Он поднял на меня налитые кровью глаза. Я поняла, что он выяснил что-то весьма для меня неприятное, и похолодела от страха.
– Ах, Сюзанна Шантале! Сюзанна Шантале умерла два года назад в возрасте пятидесяти лет – вот, у меня все записано!
От ужаса я готова была зажмуриться.
– Так вы, черт побери, просите у меня пропуск на чужое имя?
Он вскочил на ноги, потрясая кулаками:
– Я сразу почувствовал, что ты подлая аристократка! Эй, Барбье! Арестуй эту бывшую!
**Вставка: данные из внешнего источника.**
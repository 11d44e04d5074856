use std::sync::Arc;

use sbc_gpio::gpio::mock::{Access, FakeEdgeSource, FakeRegisters};
use sbc_gpio::gpio::{
    ChannelError, Direction, Error, Function, Gpio, Level, NumberingMode, PullUpDown, Warning,
};
use sbc_gpio::system::{BoardDescriptor, ChipFamily};

// Broadcom register offsets
const GPFSEL1: usize = 1;
const GPFSEL2: usize = 2;
const GPSET0: usize = 7;
const GPPUD: usize = 37;

// Sunxi PC8: bank 2 CFG1 and DAT
const SUNXI_PC_CFG1: usize = 531;
const SUNXI_PC_DAT: usize = 534;

fn gpio(chip_family: ChipFamily, revision: u8) -> (Arc<FakeRegisters>, Gpio) {
    let registers = Arc::new(FakeRegisters::new(chip_family));
    let gpio = Gpio::with_registers(
        BoardDescriptor::new(chip_family, revision),
        registers.clone(),
        Arc::new(FakeEdgeSource::new()),
    );

    (registers, gpio)
}

#[test]
fn channels_need_numbering_mode() {
    let (registers, gpio) = gpio(ChipFamily::Bcm, 3);

    assert!(matches!(
        gpio.setup(16, Direction::Output, PullUpDown::Off, None),
        Err(Error::Channel(ChannelError::ModeNotSet))
    ));
    assert!(registers.accesses().is_empty());
}

#[test]
fn numbering_mode_is_fixed_once_selected() {
    let (_registers, gpio) = gpio(ChipFamily::Bcm, 3);

    gpio.set_numbering(NumberingMode::NativeChip).unwrap();
    gpio.set_numbering(NumberingMode::NativeChip).unwrap();
    assert!(matches!(
        gpio.set_numbering(NumberingMode::HeaderPosition),
        Err(Error::Channel(ChannelError::ModeConflict))
    ));
    assert_eq!(gpio.numbering(), Some(NumberingMode::NativeChip));
}

#[test]
fn header_numbering_needs_layout() {
    let (_registers, gpio) = gpio(ChipFamily::Bcm, 0);

    assert!(matches!(
        gpio.set_numbering(NumberingMode::HeaderPosition),
        Err(Error::Channel(ChannelError::HeaderUnavailable))
    ));
    assert_eq!(gpio.numbering(), None);

    gpio.set_numbering(NumberingMode::NativeChip).unwrap();
}

#[test]
fn header_positions_resolve_per_revision() {
    let (_registers, gpio) = gpio(ChipFamily::Bcm, 2);
    gpio.set_numbering(NumberingMode::HeaderPosition).unwrap();

    // Ground and positions past the 26-pin header
    for channel in [0, 6, 27, 40] {
        assert!(matches!(
            gpio.setup(channel, Direction::Input, PullUpDown::Off, None),
            Err(Error::Channel(ChannelError::Invalid(c))) if c == channel
        ));
    }
}

#[test]
fn initial_level_is_set_before_driving() {
    let (registers, gpio) = gpio(ChipFamily::Bcm, 3);
    gpio.set_numbering(NumberingMode::HeaderPosition).unwrap();

    // Header position 16 is GPIO 23.
    gpio.setup(16, Direction::Output, PullUpDown::Off, Some(Level::High))
        .unwrap();

    let accesses = registers.accesses();
    let set = accesses
        .iter()
        .position(|a| *a == Access::Write(GPSET0, 1 << 23))
        .unwrap();
    let fsel = accesses
        .iter()
        .position(|a| matches!(a, Access::Write(GPFSEL2, _)))
        .unwrap();
    assert!(set < fsel);

    assert_eq!(registers.peek(GPFSEL2), 0b001 << 9);
    assert_eq!(gpio.direction(16).unwrap(), Some(Direction::Output));
    assert_eq!(gpio.function(16).unwrap(), Function::Output);
    assert_eq!(gpio.input(16).unwrap(), Level::High);

    gpio.output(16, Level::Low).unwrap();
    assert_eq!(gpio.input(16).unwrap(), Level::Low);
}

#[test]
fn invalid_setup_touches_no_registers() {
    let (registers, gpio) = gpio(ChipFamily::Bcm, 3);
    gpio.set_numbering(NumberingMode::NativeChip).unwrap();

    assert!(matches!(
        gpio.setup(17, Direction::Output, PullUpDown::PullUp, None),
        Err(Error::InvalidArgument(_))
    ));
    assert!(matches!(
        gpio.setup(17, Direction::Input, PullUpDown::Off, Some(Level::High)),
        Err(Error::InvalidArgument(_))
    ));
    assert!(matches!(
        gpio.setup(54, Direction::Input, PullUpDown::Off, None),
        Err(Error::Channel(ChannelError::Invalid(54)))
    ));
    assert!(registers.accesses().is_empty());
}

#[test]
fn direction_is_enforced() {
    let (_registers, gpio) = gpio(ChipFamily::Bcm, 3);
    gpio.set_numbering(NumberingMode::NativeChip).unwrap();

    assert!(matches!(gpio.output(17, Level::High), Err(Error::NotOutput(17))));
    assert!(matches!(gpio.input(17), Err(Error::NotConfigured(17))));
    assert_eq!(gpio.direction(17).unwrap(), None);

    gpio.setup(17, Direction::Input, PullUpDown::PullDown, None)
        .unwrap();
    assert!(matches!(gpio.output(17, Level::High), Err(Error::NotOutput(17))));
    assert_eq!(gpio.input(17).unwrap(), Level::Low);
}

#[test]
fn pull_is_applied_before_direction() {
    let (registers, gpio) = gpio(ChipFamily::Bcm, 3);
    gpio.set_numbering(NumberingMode::NativeChip).unwrap();

    gpio.setup(17, Direction::Input, PullUpDown::PullUp, None)
        .unwrap();

    let accesses = registers.accesses();
    let pud = accesses
        .iter()
        .position(|a| *a == Access::Write(GPPUD, 0b10))
        .unwrap();
    let fsel = accesses
        .iter()
        .position(|a| matches!(a, Access::Write(GPFSEL1, _)))
        .unwrap();
    assert!(pud < fsel);
}

#[test]
fn warns_about_channels_in_use() {
    let (registers, gpio) = gpio(ChipFamily::Bcm, 3);
    gpio.set_numbering(NumberingMode::NativeChip).unwrap();

    // GPIO 14 set to ALT0 (UART TXD)
    registers.poke(GPFSEL1, 0b100 << 12);
    assert_eq!(gpio.function(14).unwrap(), Function::Serial);

    let warnings = gpio
        .setup(14, Direction::Output, PullUpDown::Off, None)
        .unwrap();
    assert_eq!(warnings, vec![Warning::ChannelInUse(14)]);

    // Configured by us, so no longer in use by someone else.
    let warnings = gpio
        .setup(14, Direction::Output, PullUpDown::Off, None)
        .unwrap();
    assert!(warnings.is_empty());

    // Configured as an output by another process
    registers.poke(GPFSEL1, registers.peek(GPFSEL1) | (0b001 << 15));
    gpio.set_warnings(false);
    let warnings = gpio
        .setup(15, Direction::Input, PullUpDown::Off, None)
        .unwrap();
    assert!(warnings.is_empty());
}

#[test]
fn warns_about_physical_pull_ups() {
    let (_registers, gpio) = gpio(ChipFamily::Bcm, 3);
    gpio.set_numbering(NumberingMode::HeaderPosition).unwrap();

    // Header position 3 is GPIO 2 (I2C1 SDA).
    let warnings = gpio
        .setup(3, Direction::Input, PullUpDown::PullDown, None)
        .unwrap();
    assert_eq!(warnings, vec![Warning::PhysicalPullUp(3)]);

    let warnings = gpio
        .setup(3, Direction::Input, PullUpDown::Off, None)
        .unwrap();
    assert!(warnings.is_empty());
}

#[test]
fn warns_about_physical_pull_ups_on_revision_1() {
    let (_registers, gpio) = gpio(ChipFamily::Bcm, 1);
    gpio.set_numbering(NumberingMode::NativeChip).unwrap();

    for channel in [0, 1, 2, 3] {
        let warnings = gpio
            .setup(channel, Direction::Input, PullUpDown::PullUp, None)
            .unwrap();
        assert_eq!(warnings, vec![Warning::PhysicalPullUp(channel)]);
    }

    let warnings = gpio
        .setup(4, Direction::Input, PullUpDown::PullUp, None)
        .unwrap();
    assert!(warnings.is_empty());
}

#[test]
fn cleanup_resets_configured_channels() {
    let (registers, gpio) = gpio(ChipFamily::Bcm, 3);
    gpio.set_numbering(NumberingMode::NativeChip).unwrap();

    assert_eq!(gpio.cleanup(), vec![Warning::NothingToCleanUp]);

    gpio.setup(23, Direction::Output, PullUpDown::Off, None)
        .unwrap();
    gpio.setup(24, Direction::Output, PullUpDown::Off, None)
        .unwrap();
    assert_eq!(registers.peek(GPFSEL2), (0b001 << 9) | (0b001 << 12));

    assert!(gpio.cleanup_channel(23).unwrap().is_empty());
    assert_eq!(registers.peek(GPFSEL2), 0b001 << 12);
    assert_eq!(
        gpio.cleanup_channel(23).unwrap(),
        vec![Warning::NothingToCleanUp]
    );

    assert!(gpio.cleanup().is_empty());
    assert_eq!(registers.peek(GPFSEL2), 0);
    assert_eq!(gpio.direction(24).unwrap(), None);

    // The numbering mode survives a cleanup.
    assert_eq!(gpio.numbering(), Some(NumberingMode::NativeChip));
}

#[test]
fn dropping_last_clone_resets_channels() {
    let (registers, gpio) = gpio(ChipFamily::Bcm, 3);
    gpio.set_numbering(NumberingMode::NativeChip).unwrap();
    gpio.setup(23, Direction::Output, PullUpDown::Off, None)
        .unwrap();

    let clone = gpio.clone();
    drop(gpio);
    assert_eq!(registers.peek(GPFSEL2), 0b001 << 9);

    drop(clone);
    assert_eq!(registers.peek(GPFSEL2), 0);
}

#[test]
fn clear_on_drop_can_be_disabled() {
    let (registers, gpio) = gpio(ChipFamily::Bcm, 3);
    gpio.set_numbering(NumberingMode::NativeChip).unwrap();
    gpio.set_clear_on_drop(false);
    gpio.setup(23, Direction::Output, PullUpDown::Off, None)
        .unwrap();

    drop(gpio);
    assert_eq!(registers.peek(GPFSEL2), 0b001 << 9);
}

#[test]
fn sunxi_header_channels() {
    let (registers, gpio) = gpio(ChipFamily::Sunxi, 0);
    gpio.set_numbering(NumberingMode::HeaderPosition).unwrap();

    // Header position 12 is PC8.
    let warnings = gpio
        .setup(12, Direction::Output, PullUpDown::Off, Some(Level::High))
        .unwrap();
    assert!(warnings.is_empty());
    assert_eq!(registers.peek(SUNXI_PC_CFG1) & 0b111, 0b001);
    assert_eq!(registers.peek(SUNXI_PC_DAT), 1 << 8);
    assert_eq!(gpio.function(12).unwrap(), Function::Output);
    assert_eq!(gpio.input(12).unwrap(), Level::High);

    gpio.output(12, Level::Low).unwrap();
    assert_eq!(registers.peek(SUNXI_PC_DAT), 0);

    // Header position 7 is on the PL bank, outside the mapped window.
    assert!(matches!(
        gpio.setup(7, Direction::Input, PullUpDown::Off, None),
        Err(Error::Channel(ChannelError::Invalid(7)))
    ));
}

#[test]
fn sunxi_native_channels_follow_broadcom_layout() {
    let (registers, gpio) = gpio(ChipFamily::Sunxi, 0);
    gpio.set_numbering(NumberingMode::NativeChip).unwrap();

    // Native 18 sits where Broadcom GPIO 18 does, on header position 12.
    gpio.setup(18, Direction::Output, PullUpDown::Off, None)
        .unwrap();
    assert_eq!(registers.peek(SUNXI_PC_CFG1) & 0b111, 0b001);

    assert!(matches!(
        gpio.setup(28, Direction::Input, PullUpDown::Off, None),
        Err(Error::Channel(ChannelError::Invalid(28)))
    ));
}

#[test]
fn sunxi_has_no_physical_pull_up_warning() {
    let (_registers, gpio) = gpio(ChipFamily::Sunxi, 0);
    gpio.set_numbering(NumberingMode::HeaderPosition).unwrap();

    let warnings = gpio
        .setup(3, Direction::Input, PullUpDown::PullUp, None)
        .unwrap();
    assert!(warnings.is_empty());
}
Секретарь не являлся, и Билло-Варенн принялся орать во весь голос:
– Барбье! Барбье! Тысяча чертей, я и тебя арестую! Пока он кричал, брызжа слюной во все стороны, я успела прийти в себя и привести в порядок свои мысли. Мой мозг заработал с лихорадочной быстротой. Итак, едва явится этот Барбье, я буду арестована. Теперь уж меня убьют, это точно. Возможно, даже без суда.
Не выдержав, Билло-Варенн бросился к двери, намереваясь сам найти секретаря или позвать для моего ареста кого-то другого.
Я не раздумывала больше. Мне нужно было защищать себя, и тут уж действовал инстинкт самосохранения. Прежде чем комиссар успел распахнуть дверь и выкрикнуть в коридор роковые слова, я схватила с ящика тяжелый большой пистолет и с размаху ударила рукояткой Билло-Варенна по затылку, вложив в удар всю силу, на какую только была способна.
Билло-Варенн остановился, взмахнул руками и, застонав, рухнул на пол.
Вся дрожа, я огляделась по сторонам и отбросила тяжелый пистолет. Страшно мне не было, вместо страха я почувствовала даже некоторое злое торжество. А как же, я хоть чуть-чуть отомстила… Отец гордился бы мной.
За дверью слышались непрерывные шаги и шарканье, но ни один человек не подходил близко, зная, видимо, приказ комиссара не входить. Брезгливо обойдя его бесчувственное тело, я вытащила из деревянного ящика маленький дамский пистолет. Видимо, его отобрали у какой-то аристократки. Что ж, теперь он послужит мне. Теперь у меня будет оружие. Стрелять я совершенно не умела, но мне было ясно, что в те жестокие времена, которые наступают, я должна научиться защищаться.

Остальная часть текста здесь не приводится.